*** ENTRIES PROVIDED ***
//! Dashboard
//!
//! Project-level position: money in, money out, balance, labour dues and
//! where the spending went.

use std::io::Write;

use serde::Serialize;

use crate::config::Settings;
use crate::error::SitebookResult;
use crate::export::{write_csv_table, CsvTable};
use crate::ledger::{FundTotals, HistoryEntry, Ledger};
use crate::models::{ExpenseCategory, Money, RecordSet};

const RECENT_ENTRIES: usize = 5;

#[derive(Debug, Clone, Serialize)]
#[serde(rename_all = "camelCase")]
pub struct CategorySpend {
    pub category: ExpenseCategory,
    pub amount: Money,
    pub count: usize,
    pub percentage: f64,
}

#[derive(Debug, Clone, Serialize)]
#[serde(rename_all = "camelCase")]
pub struct DashboardReport {
    pub project_name: String,
    pub location: String,
    pub budget: Money,
    pub totals: FundTotals,
    /// Total expense as a share of budget; `None` without a budget
    pub budget_used_percent: Option<f64>,
    pub categories: Vec<CategorySpend>,
    pub recent: Vec<HistoryEntry>,
    pub labour_count: usize,
}

fn percent_of(part: Money, whole: Money) -> f64 {
    if whole.is_positive() {
        part.paise() as f64 / whole.paise() as f64 * 100.0
    } else {
        0.0
    }
}

impl DashboardReport {
    pub fn generate(records: &RecordSet, ledger: &Ledger, settings: &Settings) -> Self {
        let expenses_total = ledger.totals.expenses_total;
        let mut categories: Vec<CategorySpend> = ExpenseCategory::all()
            .iter()
            .filter_map(|&category| {
                let matching: Vec<Money> = records
                    .expenses
                    .iter()
                    .filter(|e| e.category == category)
                    .map(|e| e.amount)
                    .collect();
                let amount: Money = matching.iter().sum();
                (!matching.is_empty()).then(|| CategorySpend {
                    category,
                    amount,
                    count: matching.len(),
                    percentage: percent_of(amount, expenses_total),
                })
            })
            .collect();
        categories.sort_by(|a, b| b.amount.cmp(&a.amount));

        let budget = settings.budget;
        Self {
            project_name: settings.project_name.clone(),
            location: settings.location.clone(),
            budget,
            budget_used_percent: budget
                .is_positive()
                .then(|| percent_of(ledger.totals.total_expense, budget)),
            totals: ledger.totals.clone(),
            categories,
            recent: ledger.history.iter().take(RECENT_ENTRIES).cloned().collect(),
            labour_count: records.labours.len(),
        }
    }

    pub fn format_terminal(&self) -> String {
        let t = &self.totals;
        let mut output = String::new();

        output.push_str(&self.project_name);
        if !self.location.is_empty() {
            output.push_str(&format!(" ({})", self.location));
        }
        output.push('\n');
        output.push_str(&"=".repeat(60));
        output.push('\n');

        let line = |label: &str, amount: Money| format!("{:<32} {:>16}\n", label, amount);
        output.push_str(&line("Direct income", t.direct_income));
        output.push_str(&line("Partner-paid expenses", t.partner_spent_expenses));
        output.push_str(&line("Partner-paid labour", t.partner_spent_labour));
        output.push_str(&line("Total income", t.total_income));
        output.push_str(&"-".repeat(60));
        output.push('\n');
        output.push_str(&line("Expenses", t.expenses_total));
        output.push_str(&line("Labour payments", t.labour_payments_total));
        output.push_str(&line("Total expense", t.total_expense));
        output.push_str(&"-".repeat(60));
        output.push('\n');
        output.push_str(&line("Balance", t.net_balance));
        output.push_str(&line("Labour earned", t.labour_earned));
        output.push_str(&line("Labour dues outstanding", t.labour_outstanding));
        output.push_str(&format!("{:<32} {:>16}\n", "Workers", self.labour_count));

        if let Some(used) = self.budget_used_percent {
            output.push_str(&format!(
                "\nBudget {} ({:.1}% used)\n",
                self.budget, used
            ));
        }

        if !self.categories.is_empty() {
            output.push_str("\nSpending by category\n");
            for c in &self.categories {
                output.push_str(&format!(
                    "  {:<20} {:>16} {:>5} {:>6.1}%\n",
                    c.category, c.amount, c.count, c.percentage
                ));
            }
        }

        if !self.recent.is_empty() {
            output.push_str("\nRecent money in\n");
            for e in &self.recent {
                output.push_str(&format!(
                    "  {} {:<16} {:>14}  {}\n",
                    e.date, e.paid_by, e.amount, e.remarks
                ));
            }
        }

        output
    }

    pub fn export_csv<W: Write>(&self, writer: &mut W) -> SitebookResult<()> {
        let t = &self.totals;
        let rows = [
            ("Direct Income", t.direct_income),
            ("Partner Spent Expenses", t.partner_spent_expenses),
            ("Partner Spent Labour", t.partner_spent_labour),
            ("Total Income", t.total_income),
            ("Expenses", t.expenses_total),
            ("Labour Payments", t.labour_payments_total),
            ("Total Expense", t.total_expense),
            ("Balance", t.net_balance),
            ("Labour Earned", t.labour_earned),
            ("Labour Outstanding", t.labour_outstanding),
        ]
        .into_iter()
        .map(|(label, amount)| vec![label.to_string(), amount.to_decimal_string()])
        .chain(self.categories.iter().map(|c| {
            vec![
                format!("Category: {}", c.category),
                c.amount.to_decimal_string(),
            ]
        }))
        .collect();

        write_csv_table(
            &CsvTable {
                headers: &["Metric", "Amount"],
                rows,
            },
            writer,
        )
    }
}

#[cfg(test)]
mod tests {
    use super::*;
    use crate::models::{Expense, FundingSource, Income, Partner};
    use chrono::NaiveDate;

    fn day(d: u32) -> NaiveDate {
        NaiveDate::from_ymd_opt(2025, 8, d).unwrap()
    }

    fn records() -> RecordSet {
        RecordSet {
            incomes: vec![Income::new(day(1), Money::from_rupees(100_000), Partner::DrSalik.into())],
            expenses: vec![
                Expense::new(day(2), Money::from_rupees(30_000), ExpenseCategory::Material, "Cement", FundingSource::Pool),
                Expense::new(day(3), Money::from_rupees(10_000), ExpenseCategory::Food, "Dhaba", Partner::MasterMujahir.into()),
            ],
            ..Default::default()
        }
    }

    #[test]
    fn test_dashboard_totals_and_categories() {
        let records = records();
        let ledger = Ledger::from_records(&records);
        let mut settings = Settings::default();
        settings.budget = Money::from_rupees(400_000);

        let report = DashboardReport::generate(&records, &ledger, &settings);
        assert_eq!(report.totals.total_income, Money::from_rupees(110_000));
        assert_eq!(report.totals.net_balance, Money::from_rupees(70_000));
        assert_eq!(report.budget_used_percent, Some(10.0));
        assert_eq!(report.categories[0].category, ExpenseCategory::Material);
        assert_eq!(report.categories[0].percentage, 75.0);
        assert_eq!(report.recent.len(), 2);

        let text = report.format_terminal();
        assert!(text.contains("Total income"));
        assert!(text.contains("₹70000.00"));
    }

    #[test]
    fn test_dashboard_csv() {
        let records = records();
        let ledger = Ledger::from_records(&records);
        let report = DashboardReport::generate(&records, &ledger, &Settings::default());
        assert!(report.budget_used_percent.is_none());

        let mut out = Vec::new();
        report.export_csv(&mut out).unwrap();
        let text = String::from_utf8(out).unwrap();
        assert!(text.contains("Total Income,110000.00\n"));
        assert!(text.contains("Category: Food,10000.00\n"));
    }
}
//! The complete set of record collections
//!
//! This is the unit that is backed up, exported, imported and pushed to the
//! remote sheet. Keys match the collection names used by existing backups.

use serde::{Deserialize, Serialize};

use super::expense::{Expense, Vendor};
use super::income::Income;
use super::labour::{Attendance, LabourPayment, LabourProfile};

#[derive(Debug, Clone, Default, PartialEq, Serialize, Deserialize)]
pub struct RecordSet {
    #[serde(default)]
    pub incomes: Vec<Income>,
    #[serde(default)]
    pub expenses: Vec<Expense>,
    #[serde(default)]
    pub labours: Vec<LabourProfile>,
    #[serde(default)]
    pub attendance: Vec<Attendance>,
    #[serde(default)]
    pub payments: Vec<LabourPayment>,
    #[serde(default)]
    pub vendors: Vec<Vendor>,
}

impl RecordSet {
    pub fn is_empty(&self) -> bool {
        self.record_count() == 0
    }

    /// Total number of records across all collections
    pub fn record_count(&self) -> usize {
        self.incomes.len()
            + self.expenses.len()
            + self.labours.len()
            + self.attendance.len()
            + self.payments.len()
            + self.vendors.len()
    }
}
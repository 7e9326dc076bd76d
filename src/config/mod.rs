//! Configuration module for Sitebook
//!
//! - Path resolution for data, backups and the audit log
//! - User settings persistence

pub mod paths;
pub mod settings;

pub use paths::SitebookPaths;
pub use settings::{BackupRetention, Language, Settings};
//! Direct income model
//!
//! A direct cash or bank injection into the project fund. Money a partner
//! spends personally is not recorded here; it is recognized from the
//! expense and labour payment records instead.

use chrono::NaiveDate;
use serde::{Deserialize, Serialize};
use std::fmt;

use super::ids::IncomeId;
use super::money::Money;
use super::partner::{FundingSource, PaymentMode};

/// Validation errors for incomes
#[derive(Debug, Clone, PartialEq, Eq)]
pub enum IncomeValidationError {
    NonPositiveAmount,
}

impl fmt::Display for IncomeValidationError {
    fn fmt(&self, f: &mut fmt::Formatter<'_>) -> fmt::Result {
        match self {
            Self::NonPositiveAmount => write!(f, "Income amount must be greater than zero"),
        }
    }
}

impl std::error::Error for IncomeValidationError {}

/// Nature of a fund injection
#[derive(Debug, Clone, Copy, PartialEq, Eq, Hash, Serialize, Deserialize, Default)]
pub enum IncomeSource {
    #[default]
    Investment,
    Loan,
    Donation,
    Other,
}

impl IncomeSource {
    pub fn parse(s: &str) -> Option<Self> {
        match s.trim().to_lowercase().as_str() {
            "investment" => Some(Self::Investment),
            "loan" => Some(Self::Loan),
            "donation" => Some(Self::Donation),
            "other" => Some(Self::Other),
            _ => None,
        }
    }
}

impl fmt::Display for IncomeSource {
    fn fmt(&self, f: &mut fmt::Formatter<'_>) -> fmt::Result {
        let label = match self {
            Self::Investment => "Investment",
            Self::Loan => "Loan",
            Self::Donation => "Donation",
            Self::Other => "Other",
        };
        f.pad(label)
    }
}

/// A direct injection into the project fund
#[derive(Debug, Clone, PartialEq, Serialize, Deserialize)]
#[serde(rename_all = "camelCase")]
pub struct Income {
    pub id: IncomeId,
    pub date: NaiveDate,
    pub amount: Money,
    #[serde(default)]
    pub source: IncomeSource,
    pub paid_by: FundingSource,
    #[serde(default)]
    pub mode: PaymentMode,
    #[serde(default)]
    pub remarks: String,
    /// Whether the record has been pushed to the remote sheet
    #[serde(default)]
    pub synced: bool,
}

impl Income {
    pub fn new(date: NaiveDate, amount: Money, paid_by: FundingSource) -> Self {
        Self {
            id: IncomeId::new(),
            date,
            amount,
            source: IncomeSource::default(),
            paid_by,
            mode: PaymentMode::default(),
            remarks: String::new(),
            synced: false,
        }
    }

    pub fn validate(&self) -> Result<(), IncomeValidationError> {
        if !self.amount.is_positive() {
            return Err(IncomeValidationError::NonPositiveAmount);
        }
        Ok(())
    }
}

#[cfg(test)]
mod tests {
    use super::*;
    use crate::models::Partner;

    fn date() -> NaiveDate {
        NaiveDate::from_ymd_opt(2025, 1, 15).unwrap()
    }

    #[test]
    fn test_new_income() {
        let income = Income::new(date(), Money::from_rupees(50000), Partner::DrSalik.into());
        assert_eq!(income.source, IncomeSource::Investment);
        assert_eq!(income.mode, PaymentMode::Cash);
        assert!(income.validate().is_ok());
    }

    #[test]
    fn test_zero_amount_rejected() {
        let income = Income::new(date(), Money::zero(), FundingSource::Pool);
        assert_eq!(income.validate(), Err(IncomeValidationError::NonPositiveAmount));
    }

    #[test]
    fn test_reads_original_record_shape() {
        let json = r#"{
            "id": "inc_1712345678901_ab12c",
            "date": "2025-02-01",
            "amount": 25000,
            "source": "Loan",
            "paidBy": "Master Mujahir",
            "mode": "UPI",
            "remarks": "Second instalment",
            "synced": true
        }"#;
        let income: Income = serde_json::from_str(json).unwrap();
        assert_eq!(income.amount, Money::from_rupees(25000));
        assert_eq!(income.source, IncomeSource::Loan);
        assert_eq!(income.paid_by, FundingSource::Partner(Partner::MasterMujahir));
        assert_eq!(income.mode, PaymentMode::Upi);
    }
}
*** End of ENTRIES PROVIDED ***
Your answer should consist of the lines of the listing that contain "chrono", copied as they stand.

EXPECTED ANSWER:
    use chrono::NaiveDate;
use chrono::NaiveDate;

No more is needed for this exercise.